Martinez received a telephone message from someone on the jail staff telling her to call back right away to discuss her son. Martinez believed the message would be news that Umana had made a turn for the better. When Martinez called, she couldn't believe what she was hearing when a jail employee said Umana was dead.

Postmortem tests did not find the presence of any drugs — an indication Umana was not taking medications for his mental illness. In his report, the medical examiner ruled the manner of death was natural causes due to starvation and dehydration, but the medical examiner listed Umana's mental illness as a likely contributing factor.

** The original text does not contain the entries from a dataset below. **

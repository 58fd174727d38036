//! RCSB search API request body and result parsing

use crate::search::query::QueryNode;
use crate::search::SearchError;
use mpdb_common::{Identifier, IdentifierSet};
use serde::Serialize;
use serde_json::Value;
use tracing::debug;

/// Full search request: one representative polymer entity per UniProt
/// accession, every hit returned
#[derive(Debug, Clone, PartialEq, Serialize)]
pub struct SearchRequest {
    pub query: QueryNode,
    pub request_options: RequestOptions,
    pub return_type: String,
}

impl SearchRequest {
    pub fn new(query: QueryNode) -> Self {
        Self {
            query,
            request_options: RequestOptions::default(),
            return_type: "polymer_entity".to_string(),
        }
    }
}

#[derive(Debug, Clone, PartialEq, Serialize)]
pub struct RequestOptions {
    pub results_verbosity: String,
    pub return_all_hits: bool,
    pub group_by: GroupBy,
    pub group_by_return_type: String,
}

impl Default for RequestOptions {
    fn default() -> Self {
        Self {
            results_verbosity: "compact".to_string(),
            return_all_hits: true,
            group_by: GroupBy {
                aggregation_method: "matching_uniprot_accession".to_string(),
                ranking_criteria_type: RankingCriteria {
                    sort_by: "coverage".to_string(),
                },
            },
            group_by_return_type: "representatives".to_string(),
        }
    }
}

#[derive(Debug, Clone, PartialEq, Serialize)]
pub struct GroupBy {
    pub aggregation_method: String,
    pub ranking_criteria_type: RankingCriteria,
}

#[derive(Debug, Clone, PartialEq, Serialize)]
pub struct RankingCriteria {
    pub sort_by: String,
}

/// Reduce a search answer to entry identifiers.
///
/// `result_set` items are polymer entity ids (`1CBS_1`), either bare strings
/// (compact verbosity) or objects carrying an `identifier`.
pub fn parse_result_set(body: &Value) -> Result<IdentifierSet, SearchError> {
    let items = match body.get("result_set") {
        Some(Value::Array(items)) => items,
        Some(other) => {
            return Err(SearchError::UnexpectedResponse(format!(
                "result_set is not a list: {other}"
            )))
        }
        None => {
            return Err(SearchError::UnexpectedResponse(
                "missing result_set".to_string(),
            ))
        }
    };

    let mut ids = IdentifierSet::new();
    for item in items {
        let raw = match item {
            Value::String(raw) => raw.as_str(),
            Value::Object(_) => item
                .get("identifier")
                .and_then(Value::as_str)
                .ok_or_else(|| {
                    SearchError::UnexpectedResponse(format!("result without identifier: {item}"))
                })?,
            other => {
                return Err(SearchError::UnexpectedResponse(format!(
                    "unexpected result item: {other}"
                )))
            }
        };
        match Identifier::pdb_code(raw) {
            Ok(id) => {
                ids.insert(id);
            }
            Err(e) => debug!(item = raw, error = %e, "Skipping unusable search hit"),
        }
    }

    Ok(ids)
}

#[cfg(test)]
#[allow(clippy::unwrap_used, clippy::expect_used)]
mod tests {
    use super::*;
    use serde_json::json;

    #[test]
    fn test_request_options_shape() {
        let request = SearchRequest::new(QueryNode::Terminal {
            service: "text".to_string(),
            parameters: json!({"value": "membrane"}),
        });
        let value = serde_json::to_value(&request).unwrap();

        assert_eq!(value["return_type"], "polymer_entity");
        assert_eq!(
            value["request_options"],
            json!({
                "results_verbosity": "compact",
                "return_all_hits": true,
                "group_by": {
                    "aggregation_method": "matching_uniprot_accession",
                    "ranking_criteria_type": {"sort_by": "coverage"}
                },
                "group_by_return_type": "representatives"
            })
        );
        assert_eq!(value["query"]["type"], "terminal");
    }

    #[test]
    fn test_result_set_reduced_to_entry_codes() {
        let body = json!({
            "total_count": 4,
            "result_set": ["1CBS_1", "1cbs_2", {"identifier": "2RH1_1", "score": 1.0}, "6KZO_3"]
        });
        let ids = parse_result_set(&body).unwrap();
        let names: Vec<&str> = ids.iter().map(Identifier::as_str).collect();
        assert_eq!(names, vec!["1cbs", "2rh1", "6kzo"]);
    }

    #[test]
    fn test_missing_result_set_is_error() {
        assert!(matches!(
            parse_result_set(&json!({"status": 400})),
            Err(SearchError::UnexpectedResponse(_))
        ));
    }
}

DeNiro said the jail is continuing to investigate Umana's death. DeNiro did not know when that investigation would be complete. Martinez and her family have consulted with an attorney but no legal action has been taken.

Martinez cremated Umana. A brown rectangular urn with the ashes now sits on her living room table. She doesn't know what she'll do with her son's remains.

"He always wanted to come home," she said, "so I figure he's home now."

ncarlisle@sltrib.com

Twitter: @natecarlisle

Editor's note: The Tribune has taken still images from the video produced by Umana's family to show the difference between when Umana entered the jail and what he looked like at his funeral. The video itself is no longer linked to in this story.